Source data
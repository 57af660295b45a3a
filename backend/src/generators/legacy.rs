//! Marsaglia's 1999 KISS, kept bit-exact
//!
//! The generator from George Marsaglia's 1999 newsgroup post, which differs
//! from [`Kiss`](super::Kiss) in three places:
//!
//! - the MWC output is `(z << 16) + w` (no rotation)
//! - the congruential constant is 1234567
//! - the shift register uses shifts 17, 13, 5
//!
//! Its SHR3 part has known weaknesses, so it is not offered for general use.
//! It exists because it is what bootstraps the lagged-Fibonacci tables, and
//! those published sequences depend on it. Seeds are only corrected when
//! they would genuinely lock a component up, so historical seeds reproduce
//! the historical sequence exactly.

use serde::{Deserialize, Serialize};
use std::fmt;

use super::cong::CONG_MULT;
use super::mwc::{LOWER_LANE, UPPER_LANE};
use super::{impl_generator_iterator, Generator};
use crate::seed::{flatten, next_or_default, Seed};

const KISS1999_CONG_CONST: u32 = 1_234_567;
const KISS1999_DEFAULT_SEEDS: [u32; 4] = [362_436_069, 521_288_629, 123_456_789, 380_116_160];

/// Marsaglia's 1999 KISS generator
///
/// State order is `(z, w, jsr, jcong)`.
///
/// # Example
/// ```
/// use simplerandom_core_rs::{Generator, Kiss1999};
///
/// let mut kiss = Kiss1999::default();
/// assert_eq!(kiss.advance(), 769445856);
/// assert_eq!(kiss.advance(), 742012328);
/// ```
#[derive(Debug, Clone, PartialEq, Eq, Hash, Serialize, Deserialize)]
#[serde(from = "[u32; 4]", into = "[u32; 4]")]
pub struct Kiss1999 {
    z: u32,
    w: u32,
    jsr: u32,
    jcong: u32,
}

impl Kiss1999 {
    pub fn new(z: u32, w: u32, jsr: u32, jcong: u32) -> Self {
        let mut kiss = Self { z, w, jsr, jcong };
        kiss.sanitize();
        kiss
    }

    /// Build from up to four seed limbs; missing ones take the 1999 defaults
    ///
    /// Limbs beyond the fourth are ignored.
    pub fn from_seed<S: Into<Seed>>(seed: S) -> Self {
        let seed = seed.into();
        let mut limbs = flatten(&seed);
        let [z, w, jsr, jcong] =
            KISS1999_DEFAULT_SEEDS.map(|default| next_or_default(&mut limbs, default));
        Self::new(z, w, jsr, jcong)
    }

    /// Correct only states that would lock a component up
    pub fn sanitize(&mut self) {
        if UPPER_LANE.is_degenerate(self.z) {
            self.z = UPPER_LANE.sanitize(self.z);
        }
        if LOWER_LANE.is_degenerate(self.w) {
            self.w = LOWER_LANE.sanitize(self.w);
        }
        if self.jsr == 0 {
            log::debug!("KISS1999: jsr 0 replaced with 0xFFFFFFFF");
            self.jsr = 0xFFFF_FFFF;
        }
    }

    fn mwc(&self) -> u32 {
        (self.z << 16).wrapping_add(self.w)
    }
}

impl Default for Kiss1999 {
    fn default() -> Self {
        let [z, w, jsr, jcong] = KISS1999_DEFAULT_SEEDS;
        Self::new(z, w, jsr, jcong)
    }
}

impl Generator for Kiss1999 {
    type State = [u32; 4];
    const NAME: &'static str = "KISS1999";

    fn advance(&mut self) -> u32 {
        self.z = UPPER_LANE.step(self.z);
        self.w = LOWER_LANE.step(self.w);
        self.jcong = CONG_MULT.wrapping_mul(self.jcong).wrapping_add(KISS1999_CONG_CONST);
        self.jsr ^= self.jsr << 17;
        self.jsr ^= self.jsr >> 13;
        self.jsr ^= self.jsr << 5;
        self.current()
    }

    fn current(&self) -> u32 {
        (self.mwc() ^ self.jcong).wrapping_add(self.jsr)
    }

    fn state(&self) -> [u32; 4] {
        [self.z, self.w, self.jsr, self.jcong]
    }

    fn set_state(&mut self, state: [u32; 4]) {
        *self = Self::new(state[0], state[1], state[2], state[3]);
    }
}

impl_generator_iterator!(Kiss1999);

impl From<[u32; 4]> for Kiss1999 {
    fn from(state: [u32; 4]) -> Self {
        Self::new(state[0], state[1], state[2], state[3])
    }
}

impl From<Kiss1999> for [u32; 4] {
    fn from(kiss: Kiss1999) -> Self {
        kiss.state()
    }
}

impl fmt::Display for Kiss1999 {
    fn fmt(&self, f: &mut fmt::Formatter<'_>) -> fmt::Result {
        write!(
            f,
            "KISS1999({}, {}, {}, {})",
            self.z, self.w, self.jsr, self.jcong
        )
    }
}
//! Error types for the generator library
//!
//! Only configuration mistakes are errors. Degenerate generator states are
//! never reported: they are sanitized in place (see each family's
//! `sanitize`).

use thiserror::Error;

/// Errors produced while building matrices, seeding or configuring generators
#[derive(Debug, Clone, Error, PartialEq, Eq)]
pub enum RngError {
    /// Two bit matrices (or a matrix and a column set) have different widths
    #[error("Matrices are not of same width: {left} vs {right}")]
    WidthMismatch { left: usize, right: usize },

    /// Bit matrices hold one `u64` per column, so widths are limited to 1..=64
    #[error("Matrix width {0} is outside the supported range 1..=64")]
    UnsupportedWidth(usize),

    /// A fixed-arity seed (lagged-Fibonacci table) had the wrong length
    #[error("Seed length must be {expected}, got {actual}")]
    SeedLength { expected: usize, actual: usize },

    /// A flat state vector had the wrong number of words for its family
    #[error("State for {family} must have {expected} words, got {actual}")]
    StateLength {
        family: &'static str,
        expected: usize,
        actual: usize,
    },

    /// A seed fragment could not be interpreted as an integer
    #[error("Invalid seed fragment: {0}")]
    InvalidSeed(String),

    /// Configuration validation error (including unknown options)
    #[error("Invalid config: {0}")]
    InvalidConfig(String),

    /// Generator family name not recognised
    #[error("Unknown generator family: {0}")]
    UnknownFamily(String),

    /// The family's recurrence has no jump-ahead implementation
    #[error("Jump-ahead is not supported for {0}")]
    JumpAheadUnsupported(&'static str),

    /// The family has no mixing procedure (its seed is a full table)
    #[error("Mixing extra seed material is not supported for {0}")]
    MixUnsupported(&'static str),
}
impl Family {
    /// Every family, in declaration order
    pub const ALL: [Family; 12] = [
        Family::Cong,
        Family::Shr3,
        Family::Mwc1,
        Family::Mwc2,
        Family::Mwc64,
        Family::Kiss,
        Family::Kiss2,
        Family::Lfsr113,
        Family::Lfsr88,
        Family::Kiss1999,
        Family::Lfib4,
        Family::Swb,
    ];

    /// Lower-case configuration key
    pub fn key(self) -> &'static str {
        match self {
            Family::Cong => "cong",
            Family::Shr3 => "shr3",
            Family::Mwc1 => "mwc1",
            Family::Mwc2 => "mwc2",
            Family::Mwc64 => "mwc64",
            Family::Kiss => "kiss",
            Family::Kiss2 => "kiss2",
            Family::Lfsr113 => "lfsr113",
            Family::Lfsr88 => "lfsr88",
            Family::Kiss1999 => "kiss1999",
            Family::Lfib4 => "lfib4",
            Family::Swb => "swb",
        }
    }

    /// Display name, as used by each generator's `Display`
    pub fn name(self) -> &'static str {
        match self {
            Family::Cong => Cong::NAME,
            Family::Shr3 => Shr3::NAME,
            Family::Mwc1 => Mwc1::NAME,
            Family::Mwc2 => Mwc2::NAME,
            Family::Mwc64 => Mwc64::NAME,
            Family::Kiss => Kiss::NAME,
            Family::Kiss2 => Kiss2::NAME,
            Family::Lfsr113 => Lfsr113::NAME,
            Family::Lfsr88 => Lfsr88::NAME,
            Family::Kiss1999 => Kiss1999::NAME,
            Family::Lfib4 => Lfib4::NAME,
            Family::Swb => Swb::NAME,
        }
    }

    /// Number of words in the flat state vector
    pub fn state_len(self) -> usize {
        match self {
            Family::Cong | Family::Shr3 => 1,
            Family::Mwc1 | Family::Mwc2 | Family::Mwc64 => 2,
            Family::Lfsr88 => 3,
            Family::Kiss | Family::Kiss2 | Family::Lfsr113 | Family::Kiss1999 => 4,
            Family::Lfib4 => TABLE_LEN,
            // table followed by the borrow flag
            Family::Swb => TABLE_LEN + 1,
        }
    }

    /// Whether the family implements the generic seeding/mixing protocol
    pub fn is_seedable(self) -> bool {
        !matches!(self, Family::Kiss1999 | Family::Lfib4 | Family::Swb)
    }
}

impl fmt::Display for Family {
    fn fmt(&self, f: &mut fmt::Formatter<'_>) -> fmt::Result {
        f.write_str(self.name())
    }
}

impl FromStr for Family {
    type Err = RngError;

    /// Case-insensitive family key (`"kiss2"`, `"KISS2"`, `" Lfsr113 "`)
    fn from_str(s: &str) -> Result<Self, RngError> {
        let wanted = s.trim().to_ascii_lowercase();
        Family::ALL
            .into_iter()
            .find(|family| family.key() == wanted)
            .ok_or_else(|| RngError::UnknownFamily(s.to_string()))
    }
}

// ============================================================================
// GeneratorConfig
// ============================================================================

/// Declarative generator construction
#[derive(Debug, Clone, PartialEq, Serialize, Deserialize)]
#[serde(deny_unknown_fields)]
pub struct GeneratorConfig {
    /// Which generator to build
    pub family: Family,

    /// Seed fragments, flattened in order; empty means all defaults
    #[serde(default)]
    pub seed: Vec<Value>,

    /// Mix seed limbs beyond the family's arity into the state
    #[serde(default)]
    pub mix_extras: bool,
}

impl GeneratorConfig {
    /// Config for a family with default seeds
    pub fn new(family: Family) -> Self {
        Self {
            family,
            seed: Vec::new(),
            mix_extras: false,
        }
    }

    /// Parse from JSON text
    ///
    /// # Errors
    /// Returns `RngError::InvalidConfig` for malformed JSON, unknown fields
    /// or unknown family names.
    pub fn from_json(text: &str) -> Result<Self, RngError> {
        serde_json::from_str(text).map_err(|e| RngError::InvalidConfig(e.to_string()))
    }

    /// Convert the JSON seed fragments into a [`Seed`]
    pub fn seed(&self) -> Result<Seed, RngError> {
        self.seed
            .iter()
            .map(seed_from_json)
            .collect::<Result<Vec<_>, _>>()
            .map(Seed::Seq)
    }

    /// Build the configured generator
    ///
    /// # Example
    /// ```
    /// use simplerandom_core_rs::GeneratorConfig;
    ///
    /// let config = GeneratorConfig::from_json(r#"{"family": "cong", "seed": [2051391225]}"#)?;
    /// let mut rng = config.build()?;
    /// let first = rng.advance();
    /// assert_eq!(first, 2051391225u32.wrapping_mul(69069).wrapping_add(12345));
    /// # Ok::<(), simplerandom_core_rs::RngError>(())
    /// ```
    pub fn build(&self) -> Result<AnyGenerator, RngError> {
        AnyGenerator::new(self.family, self.seed()?, self.mix_extras)
    }
}

fn seed_from_json(value: &Value) -> Result<Seed, RngError> {
    match value {
        Value::Null => Ok(Seed::Absent),
        Value::Number(number) => {
            if let Some(unsigned) = number.as_u64() {
                Ok(Seed::from(unsigned))
            } else if let Some(signed) = number.as_i64() {
                Ok(Seed::from(signed))
            } else {
                Err(RngError::InvalidConfig(format!(
                    "seed fragment {} is not an integer",
                    number
                )))
            }
        }
        Value::String(text) => Seed::parse_decimal(text),
        Value::Array(items) => items
            .iter()
            .map(seed_from_json)
            .collect::<Result<Vec<_>, _>>()
            .map(Seed::Seq),
        other => Err(RngError::InvalidConfig(format!(
            "unsupported seed fragment: {}",
            other
        ))),
    }
}

// ============================================================================
// AnyGenerator
// ============================================================================

/// A generator of any family, selected at runtime
///
/// Serializes as `{"family": ..., "state": ...}` using each family's
/// snapshot format.
#[derive(Debug, Clone, PartialEq, Eq, Serialize, Deserialize)]
#[serde(tag = "family", content = "state", rename_all = "lowercase")]
pub enum AnyGenerator {
    Cong(Cong),
    Shr3(Shr3),
    Mwc1(Mwc1),
    Mwc2(Mwc2),
    Mwc64(Mwc64),
    Kiss(Kiss),
    Kiss2(Kiss2),
    Lfsr113(Lfsr113),
    Lfsr88(Lfsr88),
    Kiss1999(Kiss1999),
    Lfib4(Lfib4),
    Swb(Swb),
}

/// Run `$body` with `$g` bound to the inner generator, whatever its family
macro_rules! dispatch {
    ($value:expr, $g:ident => $body:expr) => {
        match $value {
            AnyGenerator::Cong($g) => $body,
            AnyGenerator::Shr3($g) => $body,
            AnyGenerator::Mwc1($g) => $body,
            AnyGenerator::Mwc2($g) => $body,
            AnyGenerator::Mwc64($g) => $body,
            AnyGenerator::Kiss($g) => $body,
            AnyGenerator::Kiss2($g) => $body,
            AnyGenerator::Lfsr113($g) => $body,
            AnyGenerator::Lfsr88($g) => $body,
            AnyGenerator::Kiss1999($g) => $body,
            AnyGenerator::Lfib4($g) => $body,
            AnyGenerator::Swb($g) => $body,
        }
    };
}

/// Same as `dispatch!`, restricted to the families with the seeding protocol
macro_rules! dispatch_seedable {
    ($value:expr, $g:ident => $body:expr, $other:ident => $fallback:expr) => {
        match $value {
            AnyGenerator::Cong($g) => $body,
            AnyGenerator::Shr3($g) => $body,
            AnyGenerator::Mwc1($g) => $body,
            AnyGenerator::Mwc2($g) => $body,
            AnyGenerator::Mwc64($g) => $body,
            AnyGenerator::Kiss($g) => $body,
            AnyGenerator::Kiss2($g) => $body,
            AnyGenerator::Lfsr113($g) => $body,
            AnyGenerator::Lfsr88($g) => $body,
            $other => $fallback,
        }
    };
}

fn fixed_state<const N: usize>(family: Family, words: &[u32]) -> Result<[u32; N], RngError> {
    <[u32; N]>::try_from(words).map_err(|_| RngError::StateLength {
        family: family.name(),
        expected: N,
        actual: words.len(),
    })
}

WORK INSTRUCTIONS: Make a copy of each line in the records above that has the word "Marsaglia".

ANSWER FOR THE TASK:
//! Marsaglia's 1999 KISS, kept bit-exact
//! The generator from George Marsaglia's 1999 newsgroup post, which differs
/// Marsaglia's 1999 KISS generator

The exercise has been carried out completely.